FIG. 1a is a cross-sectional view of an example of the configuration of a main part of a multi-chip package according to the present invention, and FIG. , second
3 and 3 are perspective views showing the main structure of a conventional multi-chip package. 1, 11... Embedded wiring, 2, 10... Ceramic multilayer substrate, 3a to 3f, 22a, 22b, 23
...Bonding pad, 4a-4c, 17...
Chip parts, 5a to 5f, 24, 25... Bond wire, 6... Additional pad, 7... Additional wiring, 12...
...I/O pad, 13...I/O lead, 15...
...Die pad, 18...Seal ring pattern,
19...Metal cap, 21...Non-conducting part.

Claims (1)

[Scope of Claims] 1. A substrate on which embedded wiring is arranged, a plurality of chip components mounted on the substrate, and a substrate formed on the substrate surface near each of the chip components and electrically connected to the embedded wiring. a first bonding pad group, a seal ring pattern formed on the substrate surface surrounding the first bonding pad group and the chip component group, and a seal ring pattern formed on the substrate surface surrounding the first bonding pad group and the chip component group; A multi-chip package comprising: a bond line connecting the chips; a cap having an open end surface sealed on the seal ring pattern; and an I/O lead formed around the outer periphery of the cap.

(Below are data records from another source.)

use anyhow::Result;
use chrono::NaiveDate;
use clap::{CommandFactory, Parser, Subcommand};
use std::path::Path;
use contrib_import::core::log::init_logging;

#[derive(Parser)]
#[command(version, about)]
struct Cli {
    /// Enable verbose logging
    #[arg(short, long, global = true)]
    verbose: bool,

    /// Path to optional configuration file
    #[arg(short, long, global = true)]
    config_path: Option<String>,

    #[command(subcommand)]
    command: Option<Commands>,
}

impl From<Commands> for contrib_import::AppCommand {
    fn from(cmd: Commands) -> contrib_import::AppCommand {
        match cmd {
            Commands::Validate => contrib_import::AppCommand::Validate,
            Commands::Import { dry_run } => contrib_import::AppCommand::Import { dry_run },
            Commands::Contribute {
                account,
                amount,
                date,
                dry_run,
            } => contrib_import::AppCommand::Contribute {
                account,
                amount,
                date,
                dry_run,
            },
            Commands::Setup { .. } => unreachable!("Setup command should be handled separately"),
        }
    }
}

#[derive(Subcommand)]
enum Commands {
    /// Create an example configuration
    Setup {
        /// Replace an existing configuration file
        #[arg(long)]
        force: bool,
    },
    /// Check allocations and contributions without importing anything
    Validate,
    /// Import every scheduled contribution
    Import {
        /// Show the transactions instead of submitting them
        #[arg(long)]
        dry_run: bool,
    },
    /// Import a single contribution to one account
    Contribute {
        /// Account name or id
        #[arg(short, long)]
        account: String,

        /// Cash amount to allocate
        #[arg(long)]
        amount: f64,

        /// Trade date (YYYY-MM-DD); latest closes and today's date when omitted
        #[arg(short, long)]
        date: Option<NaiveDate>,

        /// Show the transactions instead of submitting them
        #[arg(long)]
        dry_run: bool,
    },
}

#[tokio::main]
async fn main() -> Result<()> {
    let cli = Cli::parse();

    init_logging(cli.verbose);
    if let Ok(path) = dotenv::dotenv() {
        tracing::debug!("Loaded environment from {}", path.display());
    }

    let result = match cli.command {
        Some(Commands::Setup { force }) => {
            contrib_import::cli::setup::setup(cli.config_path.as_deref().map(Path::new), force)
                .map(|_| ())
        }
        Some(cmd) => contrib_import::run_command(cmd.into(), cli.config_path.as_deref()).await,
        None => {
            Cli::command().print_help()?;
            Ok(())
        }
    };

    if let Err(e) = &result {
        tracing::error!(error = %e, "Application failed");
    }
    result
}
//! Load-time checks on account allocations and contributions

use crate::core::config::Account;
use anyhow::{Result, bail};
use tracing::debug;

/// Allowed deviation of the summed weights from 1.0.
pub const WEIGHT_TOLERANCE: f64 = 1e-6;

/// Checks a single account, failing on the first violation found.
///
/// Weights must sum to 1.0 within [`WEIGHT_TOLERANCE`], no weight may be
/// negative and every contribution amount must be strictly positive.
pub fn validate_account(account: &Account) -> Result<()> {
    let total = account.holdings.total_weight();
    // Written so that a NaN total fails as well.
    if !((total - 1.0).abs() <= WEIGHT_TOLERANCE) {
        bail!(
            "Allocations must sum to 1.0, got {} for {}",
            total,
            account.name
        );
    }

    for (ticker, weight) in account.holdings.iter() {
        if weight < 0.0 {
            bail!("Negative allocation for {} in {}", ticker, account.name);
        }
    }

    for contribution in &account.contributions {
        if !is_valid_amount(contribution.amount) {
            bail!(
                "Contribution must be > 0 for {} on {}",
                account.name,
                contribution.date
            );
        }
    }

    debug!(account = %account.name, "Account validated");
    Ok(())
}

/// A contribution amount must be a finite number above zero.
pub fn is_valid_amount(amount: f64) -> bool {
    amount.is_finite() && amount > 0.0
}

/// Validates every account before anything else runs; `on_valid` is invoked
/// once per account that passes.
pub fn validate_accounts<F>(accounts: &[Account], mut on_valid: F) -> Result<()>
where
    F: FnMut(&Account),
{
    for account in accounts {
        validate_account(account)?;
        on_valid(account);
    }
    Ok(())
}
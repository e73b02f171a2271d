//! Trade date normalization

use chrono::{Datelike, Duration, Local, NaiveDate, Weekday};

/// Maps `date` to the most recent business day that is not after `today`.
///
/// Future dates are clamped to `today`; weekends roll back to Friday.
/// Market holidays are not considered.
pub fn normalize_trade_date(date: NaiveDate, today: NaiveDate) -> NaiveDate {
    let date = date.min(today);
    match date.weekday() {
        Weekday::Sat => date - Duration::days(1),
        Weekday::Sun => date - Duration::days(2),
        _ => date,
    }
}

/// [`normalize_trade_date`] against the local calendar date.
pub fn normalize_to_today(date: NaiveDate) -> NaiveDate {
    normalize_trade_date(date, today())
}

pub fn today() -> NaiveDate {
    Local::now().date_naive()
}
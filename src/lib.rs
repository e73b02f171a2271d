pub mod cli;
pub mod core;
pub mod providers;

use crate::cli::import::ImportReport;
use crate::core::config::{AppConfig, ImportSettings};
use crate::core::importer::ActivityImporter;
use crate::providers::{GhostfolioClient, YahooFinanceProvider};
use anyhow::{Context, Result};
use chrono::NaiveDate;
use tracing::{debug, info};

pub enum AppCommand {
    Validate,
    Import {
        dry_run: bool,
    },
    Contribute {
        account: String,
        amount: f64,
        date: Option<NaiveDate>,
        dry_run: bool,
    },
}

impl AppCommand {
    /// Whether the command talks to the import service.
    pub fn submits(&self) -> bool {
        match self {
            AppCommand::Validate => false,
            AppCommand::Import { dry_run } | AppCommand::Contribute { dry_run, .. } => !dry_run,
        }
    }
}

/// Loads the config (and, when submitting, the credentials from the
/// environment) and runs `command`.
pub async fn run_command(command: AppCommand, config_path: Option<&str>) -> Result<()> {
    info!("Contribution importer starting...");

    let config = match config_path {
        Some(path) => AppConfig::load_from_path(path)?,
        None => AppConfig::load()?,
    };
    debug!("Loaded config: {config:#?}");

    let settings = if command.submits() {
        Some(ImportSettings::from_env()?)
    } else {
        None
    };

    run_with(command, &config, settings.as_ref()).await?;
    Ok(())
}

/// Runs `command` against an already loaded config. `settings` is required
/// for commands that submit.
pub async fn run_with(
    command: AppCommand,
    config: &AppConfig,
    settings: Option<&ImportSettings>,
) -> Result<ImportReport> {
    match command {
        AppCommand::Validate => {
            cli::validate::run(config)?;
            Ok(ImportReport::default())
        }
        AppCommand::Import { dry_run } => {
            let price_provider = YahooFinanceProvider::new(config.providers.yahoo_base_url())?;
            let client = import_client(dry_run, settings)?;
            cli::import::run(config, &price_provider, as_importer(&client)).await
        }
        AppCommand::Contribute {
            account,
            amount,
            date,
            dry_run,
        } => {
            let price_provider = YahooFinanceProvider::new(config.providers.yahoo_base_url())?;
            let client = import_client(dry_run, settings)?;
            cli::contribute::run(
                config,
                &account,
                amount,
                date,
                &price_provider,
                as_importer(&client),
            )
            .await
        }
    }
}

fn import_client(
    dry_run: bool,
    settings: Option<&ImportSettings>,
) -> Result<Option<GhostfolioClient>> {
    if dry_run {
        return Ok(None);
    }
    let settings = settings.context("Import settings are required to submit transactions")?;
    Ok(Some(GhostfolioClient::new(settings)?))
}

fn as_importer(client: &Option<GhostfolioClient>) -> Option<&(dyn ActivityImporter + Send + Sync)> {
    client
        .as_ref()
        .map(|c| c as &(dyn ActivityImporter + Send + Sync))
}
pub mod contribute;
pub mod import;
pub mod setup;
pub mod ui;
pub mod validate;
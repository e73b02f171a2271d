use super::import::validate_config;
use super::ui;
use crate::core::config::AppConfig;
use anyhow::Result;
use comfy_table::{Cell, CellAlignment};

/// Checks the config and shows the targets it describes, without fetching
/// prices or submitting anything.
pub fn run(config: &AppConfig) -> Result<()> {
    validate_config(config)?;
    println!("\n{}", allocation_table(config));
    Ok(())
}

fn allocation_table(config: &AppConfig) -> comfy_table::Table {
    let mut table = ui::new_styled_table();
    table.set_header(vec![
        ui::header_cell("Account"),
        ui::header_cell("Ticker"),
        ui::header_cell("Weight (%)"),
        ui::header_cell("Scheduled"),
    ]);

    for account in &config.accounts {
        let scheduled: f64 = account.contributions.iter().map(|c| c.amount).sum();
        for (i, (ticker, weight)) in account.holdings.iter().enumerate() {
            let (name, total) = if i == 0 {
                (
                    account.name.clone(),
                    format!("{:.2} {}", scheduled, account.currency),
                )
            } else {
                (String::new(), String::new())
            };
            table.add_row(vec![
                Cell::new(name),
                Cell::new(ticker),
                Cell::new(format!("{:.2}", weight * 100.0)).set_alignment(CellAlignment::Right),
                Cell::new(total).set_alignment(CellAlignment::Right),
            ]);
        }
    }
    table
}
//! Buy transactions derived from a contribution

use crate::core::config::Account;
use crate::core::date;
use crate::core::price::{PriceMap, PriceProvider, fetch_prices};
use anyhow::Result;
use chrono::NaiveDate;
use serde::{Deserialize, Serialize};
use tracing::{debug, instrument, warn};

#[derive(Debug, Clone, Copy, PartialEq, Eq, Serialize, Deserialize)]
#[serde(rename_all = "UPPERCASE")]
pub enum TransactionType {
    Buy,
}

#[derive(Debug, Clone, Copy, PartialEq, Eq, Serialize, Deserialize)]
#[serde(rename_all = "UPPERCASE")]
pub enum DataSource {
    Yahoo,
}

/// One activity as the import endpoint expects it.
#[derive(Debug, Clone, PartialEq, Serialize, Deserialize)]
#[serde(rename_all = "camelCase")]
pub struct Transaction {
    pub account_id: String,
    pub symbol: String,
    #[serde(rename = "type")]
    pub transaction_type: TransactionType,
    pub quantity: f64,
    pub unit_price: f64,
    pub date: NaiveDate,
    pub currency: String,
    pub data_source: DataSource,
    pub fee: f64,
}

/// Result of splitting one contribution across an account's holdings.
#[derive(Debug, Clone, Default, PartialEq)]
pub struct Allocation {
    pub transactions: Vec<Transaction>,
    /// Tickers left out because no usable price was found.
    pub skipped: Vec<String>,
}

/// Rounds a share quantity to 4 decimal places.
pub fn round_quantity(quantity: f64) -> f64 {
    (quantity * 10_000.0).round() / 10_000.0
}

/// Splits `amount` over the account's holdings at the given prices.
///
/// Holdings without a positive price are skipped rather than failing the
/// allocation; the rest are still bought.
pub fn allocate(account: &Account, amount: f64, date: NaiveDate, prices: &PriceMap) -> Allocation {
    let mut allocation = Allocation::default();

    for (ticker, weight) in account.holdings.iter() {
        let price = match prices.get(ticker) {
            Some(price) if *price > 0.0 && price.is_finite() => *price,
            _ => {
                warn!(%ticker, %date, account = %account.name, "No price, skipping");
                allocation.skipped.push(ticker.to_string());
                continue;
            }
        };

        let quantity = round_quantity(amount * weight / price);
        debug!(%ticker, weight, price, quantity, "Allocated");

        allocation.transactions.push(Transaction {
            account_id: account.account_id.clone(),
            symbol: ticker.to_string(),
            transaction_type: TransactionType::Buy,
            quantity,
            unit_price: price,
            date,
            currency: account.currency.clone(),
            data_source: DataSource::Yahoo,
            fee: 0.0,
        });
    }

    allocation
}

/// Prices the account's holdings and allocates `amount` across them.
///
/// With no `date` the latest closes are used and transactions are dated today.
#[instrument(skip(account, provider), fields(account = %account.name))]
pub async fn build_transactions(
    account: &Account,
    amount: f64,
    date: Option<NaiveDate>,
    provider: &(dyn PriceProvider + Send + Sync),
) -> Result<Allocation> {
    let prices = fetch_prices(provider, &account.holdings.tickers(), date).await?;
    let trade_date = date.unwrap_or_else(date::today);
    Ok(allocate(account, amount, trade_date, &prices))
}
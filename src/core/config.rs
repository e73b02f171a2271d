use anyhow::{Context, Result, anyhow};
use chrono::NaiveDate;
use directories::ProjectDirs;
use serde::de::{MapAccess, Visitor};
use serde::ser::SerializeMap;
use serde::{Deserialize, Deserializer, Serialize, Serializer};
use std::{env, fmt, fs, path::PathBuf};
use tracing::debug;

pub const DEFAULT_CURRENCY: &str = "USD";
pub const DEFAULT_YAHOO_URL: &str = "https://query1.finance.yahoo.com";

pub const ENV_BASE_URL: &str = "GHOSTFOLIO_URL";
pub const ENV_API_KEY: &str = "API_KEY";
pub const ENV_CA_CERT: &str = "GHOSTFOLIO_CA_CERT";

/// Target weights keyed by ticker, kept in the order they appear in the file.
#[derive(Debug, Clone, Default, PartialEq)]
pub struct Holdings(Vec<(String, f64)>);

impl Holdings {
    pub fn iter(&self) -> impl Iterator<Item = (&str, f64)> {
        self.0.iter().map(|(ticker, weight)| (ticker.as_str(), *weight))
    }

    pub fn tickers(&self) -> Vec<String> {
        self.0.iter().map(|(ticker, _)| ticker.clone()).collect()
    }

    pub fn total_weight(&self) -> f64 {
        self.0.iter().map(|(_, weight)| weight).sum()
    }

    pub fn len(&self) -> usize {
        self.0.len()
    }

    pub fn is_empty(&self) -> bool {
        self.0.is_empty()
    }
}

impl<S: Into<String>> FromIterator<(S, f64)> for Holdings {
    fn from_iter<I: IntoIterator<Item = (S, f64)>>(iter: I) -> Self {
        Holdings(iter.into_iter().map(|(t, w)| (t.into(), w)).collect())
    }
}

impl Serialize for Holdings {
    fn serialize<S: Serializer>(&self, serializer: S) -> Result<S::Ok, S::Error> {
        let mut map = serializer.serialize_map(Some(self.0.len()))?;
        for (ticker, weight) in &self.0 {
            map.serialize_entry(ticker, weight)?;
        }
        map.end()
    }
}

impl<'de> Deserialize<'de> for Holdings {
    fn deserialize<D: Deserializer<'de>>(deserializer: D) -> Result<Self, D::Error> {
        struct HoldingsVisitor;

        impl<'de> Visitor<'de> for HoldingsVisitor {
            type Value = Holdings;

            fn expecting(&self, f: &mut fmt::Formatter) -> fmt::Result {
                f.write_str("a mapping of ticker to weight")
            }

            fn visit_map<A: MapAccess<'de>>(self, mut access: A) -> Result<Holdings, A::Error> {
                let mut entries = Vec::with_capacity(access.size_hint().unwrap_or(0));
                while let Some((ticker, weight)) = access.next_entry::<String, f64>()? {
                    entries.push((ticker, weight));
                }
                Ok(Holdings(entries))
            }
        }

        deserializer.deserialize_map(HoldingsVisitor)
    }
}

#[derive(Debug, Deserialize, Serialize, Clone, PartialEq)]
pub struct Contribution {
    pub date: NaiveDate,
    pub amount: f64,
}

fn default_currency() -> String {
    DEFAULT_CURRENCY.to_string()
}

#[derive(Debug, Deserialize, Serialize, Clone)]
pub struct Account {
    pub name: String,
    pub account_id: String,
    #[serde(default = "default_currency")]
    pub currency: String,
    pub holdings: Holdings,
    #[serde(default)]
    pub contributions: Vec<Contribution>,
}

#[derive(Debug, Deserialize, Serialize, Clone)]
pub struct YahooProviderConfig {
    pub base_url: String,
}

#[derive(Debug, Deserialize, Serialize, Clone)]
pub struct ProvidersConfig {
    pub yahoo: Option<YahooProviderConfig>,
}

impl Default for ProvidersConfig {
    fn default() -> Self {
        ProvidersConfig {
            yahoo: Some(YahooProviderConfig {
                base_url: DEFAULT_YAHOO_URL.to_string(),
            }),
        }
    }
}

impl ProvidersConfig {
    pub fn yahoo_base_url(&self) -> &str {
        self.yahoo.as_ref().map_or(DEFAULT_YAHOO_URL, |p| &p.base_url)
    }
}

#[derive(Debug, Deserialize, Serialize, Clone)]
pub struct AppConfig {
    pub accounts: Vec<Account>,
    #[serde(default)]
    pub providers: ProvidersConfig,
}

impl AppConfig {
    pub fn load() -> Result<Self> {
        debug!("Loading default config");
        let config_path = Self::default_config_path()?;
        Self::load_from_path(&config_path)
    }

    pub fn default_config_path() -> Result<PathBuf> {
        let proj_dirs = ProjectDirs::from("com", "contrib-import", "contrib-import")
            .context("Could not determine project directories")?;
        Ok(proj_dirs.config_dir().join("allocations.yml"))
    }

    pub fn load_from_path<P: AsRef<std::path::Path>>(path: P) -> Result<Self> {
        let config_str = fs::read_to_string(path.as_ref())
            .with_context(|| format!("Failed to read config file: {}", path.as_ref().display()))?;

        let config: Self = serde_yaml::from_str(&config_str)
            .with_context(|| format!("Failed to parse config file: {}", path.as_ref().display()))?;
        debug!(accounts = config.accounts.len(), "Successfully loaded config");
        Ok(config)
    }

    pub fn find_account(&self, name: &str) -> Result<&Account> {
        self.accounts
            .iter()
            .find(|a| a.name == name || a.account_id == name)
            .ok_or_else(|| anyhow!("No account named '{}' in config", name))
    }
}

/// Credentials and endpoint of the import service, read once at startup.
#[derive(Clone)]
pub struct ImportSettings {
    pub base_url: String,
    pub api_key: String,
    pub ca_cert: Option<PathBuf>,
}

impl fmt::Debug for ImportSettings {
    fn fmt(&self, f: &mut fmt::Formatter<'_>) -> fmt::Result {
        f.debug_struct("ImportSettings")
            .field("base_url", &self.base_url)
            .field("api_key", &"<redacted>")
            .field("ca_cert", &self.ca_cert)
            .finish()
    }
}

impl ImportSettings {
    pub fn from_env() -> Result<Self> {
        Self::from_lookup(|key| env::var(key).ok())
    }

    pub fn from_lookup<F>(lookup: F) -> Result<Self>
    where
        F: Fn(&str) -> Option<String>,
    {
        let required = |key: &str| {
            lookup(key)
                .filter(|v| !v.trim().is_empty())
                .ok_or_else(|| anyhow!("Missing required environment variable {}", key))
        };

        let base_url = required(ENV_BASE_URL)?.trim_end_matches('/').to_string();
        let api_key = required(ENV_API_KEY)?;
        let ca_cert = lookup(ENV_CA_CERT)
            .filter(|v| !v.trim().is_empty())
            .map(PathBuf::from);

        Ok(ImportSettings {
            base_url,
            api_key,
            ca_cert,
        })
    }
}
use crate::core::transaction::Transaction;
use comfy_table::modifiers::UTF8_ROUND_CORNERS;
use comfy_table::presets::UTF8_FULL;
use comfy_table::{Attribute, Cell, CellAlignment, Color, ContentArrangement, Table};
use console::style;
use indicatif::{ProgressBar, ProgressStyle};
use std::time::Duration;

/// Defines different styles for text elements.
pub enum StyleType {
    Title,
    Success,
    Warning,
    Error,
    Subtle,
}

/// Applies a consistent style to a string.
pub fn style_text(text: &str, style_type: StyleType) -> String {
    let styled = match style_type {
        StyleType::Title => style(text).bold().underlined(),
        StyleType::Success => style(text).green(),
        StyleType::Warning => style(text).yellow(),
        StyleType::Error => style(text).red(),
        StyleType::Subtle => style(text).dim(),
    };
    styled.to_string()
}

/// Creates a new `comfy_table::Table` with standard styling.
pub fn new_styled_table() -> Table {
    let mut table = Table::new();
    table
        .load_preset(UTF8_FULL)
        .apply_modifier(UTF8_ROUND_CORNERS)
        .set_content_arrangement(ContentArrangement::Dynamic);
    table
}

/// Creates a styled header cell for a table.
pub fn header_cell(text: &str) -> Cell {
    Cell::new(text)
        .fg(Color::Cyan)
        .add_attribute(Attribute::Bold)
}

fn number_cell(text: String) -> Cell {
    Cell::new(text).set_alignment(CellAlignment::Right)
}

/// Renders transactions that would be submitted.
pub fn transactions_table(transactions: &[Transaction]) -> Table {
    let mut table = new_styled_table();
    table.set_header(vec![
        header_cell("Date"),
        header_cell("Symbol"),
        header_cell("Type"),
        header_cell("Quantity"),
        header_cell("Unit price"),
        header_cell("Value"),
    ]);

    for tx in transactions {
        table.add_row(vec![
            Cell::new(tx.date),
            Cell::new(&tx.symbol),
            Cell::new("BUY"),
            number_cell(format!("{:.4}", tx.quantity)),
            number_cell(format!("{:.2} {}", tx.unit_price, tx.currency)),
            number_cell(format!("{:.2}", tx.quantity * tx.unit_price)),
        ]);
    }
    table
}

/// Line printed for each transaction the tracker accepted.
pub fn added_line(tx: &Transaction) -> String {
    format!(
        "✅ Added {} shares of {} on {} @ {}",
        tx.quantity, tx.symbol, tx.date, tx.unit_price
    )
}

/// A spinner shown while a blocking lookup runs.
pub fn new_spinner(message: &str) -> ProgressBar {
    let pb = ProgressBar::new_spinner();
    let spinner_style = ProgressStyle::default_spinner()
        .template("{spinner:.green} {msg}")
        .unwrap_or_else(|_| ProgressStyle::default_spinner());
    pb.set_style(spinner_style);
    pb.set_message(message.to_string());
    pb.enable_steady_tick(Duration::from_millis(100));
    pb
}
use anyhow::{Result, anyhow};
use async_trait::async_trait;
use chrono::{DateTime, NaiveDate, NaiveTime};
use reqwest::StatusCode;
use serde::Deserialize;
use tracing::{debug, instrument};

use crate::core::price::PriceProvider;

const SECONDS_PER_DAY: i64 = 86_400;

/// Daily closes from the Yahoo Finance chart API.
pub struct YahooFinanceProvider {
    base_url: String,
    client: reqwest::Client,
}

impl YahooFinanceProvider {
    pub fn new(base_url: &str) -> Result<Self> {
        let client = reqwest::Client::builder()
            .user_agent("contrib-import/1.0")
            .build()?;
        Ok(YahooFinanceProvider {
            base_url: base_url.trim_end_matches('/').to_string(),
            client,
        })
    }

    fn chart_url(&self, symbol: &str, window: Option<(i64, i64)>) -> String {
        match window {
            Some((start, end)) => format!(
                "{}/v8/finance/chart/{}?interval=1d&period1={}&period2={}",
                self.base_url, symbol, start, end
            ),
            None => format!(
                "{}/v8/finance/chart/{}?interval=1d&range=5d",
                self.base_url, symbol
            ),
        }
    }
}

/// Epoch seconds to request for the trade date `date`: its UTC day padded by
/// a day on each side, so every exchange's session for `date` is covered.
fn request_window(date: NaiveDate) -> (i64, i64) {
    let start = date.and_time(NaiveTime::MIN).and_utc().timestamp();
    (start - SECONDS_PER_DAY, start + 2 * SECONDS_PER_DAY)
}

/// Calendar date of `timestamp` on an exchange `gmtoffset` seconds east of UTC.
fn exchange_date(timestamp: i64, gmtoffset: i64) -> Option<NaiveDate> {
    DateTime::from_timestamp(timestamp.saturating_add(gmtoffset), 0).map(|dt| dt.date_naive())
}

#[derive(Deserialize, Debug)]
struct YahooPriceResponse {
    chart: PriceChartResult,
}

#[derive(Deserialize, Debug)]
struct PriceChartResult {
    result: Option<Vec<PriceChartItem>>,
}

#[derive(Deserialize, Debug)]
struct Indicators {
    quote: Vec<Quote>,
}

#[derive(Deserialize, Debug)]
struct Quote {
    close: Option<Vec<Option<f64>>>,
}

#[derive(Deserialize, Debug)]
struct PriceChartItem {
    meta: PriceChartMeta,
    timestamp: Option<Vec<i64>>,
    indicators: Option<Indicators>,
}

#[derive(Deserialize, Debug)]
struct PriceChartMeta {
    #[serde(alias = "regularMarketPrice")]
    regular_market_price: Option<f64>,
    /// Exchange offset from UTC in seconds.
    #[serde(default)]
    gmtoffset: i64,
}

impl PriceChartItem {
    /// (timestamp, close) bars that actually carry a close.
    fn bars(&self) -> Vec<(i64, f64)> {
        let closes = self
            .indicators
            .as_ref()
            .and_then(|inds| inds.quote.first())
            .and_then(|q| q.close.as_ref());
        match (self.timestamp.as_ref(), closes) {
            (Some(timestamps), Some(closes)) => timestamps
                .iter()
                .zip(closes.iter())
                .filter_map(|(ts, close)| close.map(|c| (*ts, c)))
                .collect(),
            _ => Vec::new(),
        }
    }

    /// Close of the bar traded on `date` in the exchange's own time zone.
    fn close_on(&self, date: NaiveDate) -> Option<f64> {
        let offset = self.meta.gmtoffset;
        self.bars()
            .into_iter()
            .find(|(ts, _)| exchange_date(*ts, offset) == Some(date))
            .map(|(_, close)| close)
    }

    fn latest_close(&self) -> Option<f64> {
        self.bars()
            .last()
            .map(|(_, close)| *close)
            .or(self.meta.regular_market_price)
    }
}

#[async_trait]
impl PriceProvider for YahooFinanceProvider {
    #[instrument(name = "YahooPriceFetch", skip(self), fields(symbol = %symbol))]
    async fn fetch_close(&self, symbol: &str, date: Option<NaiveDate>) -> Result<Option<f64>> {
        let url = self.chart_url(symbol, date.map(request_window));
        debug!("Requesting price data from {}", url);

        let response = self
            .client
            .get(&url)
            .send()
            .await
            .map_err(|e| anyhow!("Request error: {} for symbol: {} URL: {}", e, symbol, url))?;

        // Unknown symbols come back as 404 and are treated like a day without data.
        if response.status() == StatusCode::NOT_FOUND {
            debug!("Symbol not found");
            return Ok(None);
        }
        if !response.status().is_success() {
            return Err(anyhow!(
                "HTTP error: {} for symbol: {}",
                response.status(),
                symbol
            ));
        }

        let text = response.text().await?;
        let data: YahooPriceResponse = serde_json::from_str(&text)
            .map_err(|e| anyhow!("Failed to parse JSON response for {}: {}", symbol, e))?;

        let Some(item) = data.chart.result.as_ref().and_then(|r| r.first()) else {
            debug!("Empty chart result");
            return Ok(None);
        };

        let close = match date {
            Some(date) => item.close_on(date),
            None => item.latest_close(),
        };
        debug!(?close, "Resolved close");
        Ok(close)
    }
}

The embedded wiring forms a non-conducting part between the first bonding pad group and the first group of bonding pads led out on the surface near the seal ring pattern at an inside position of the seal ring pattern. A multi-chip package characterized in that the chip is connected to a group of second bonding pads respectively formed on the chip, and has a configuration in which the second bonding pads are electrically connected.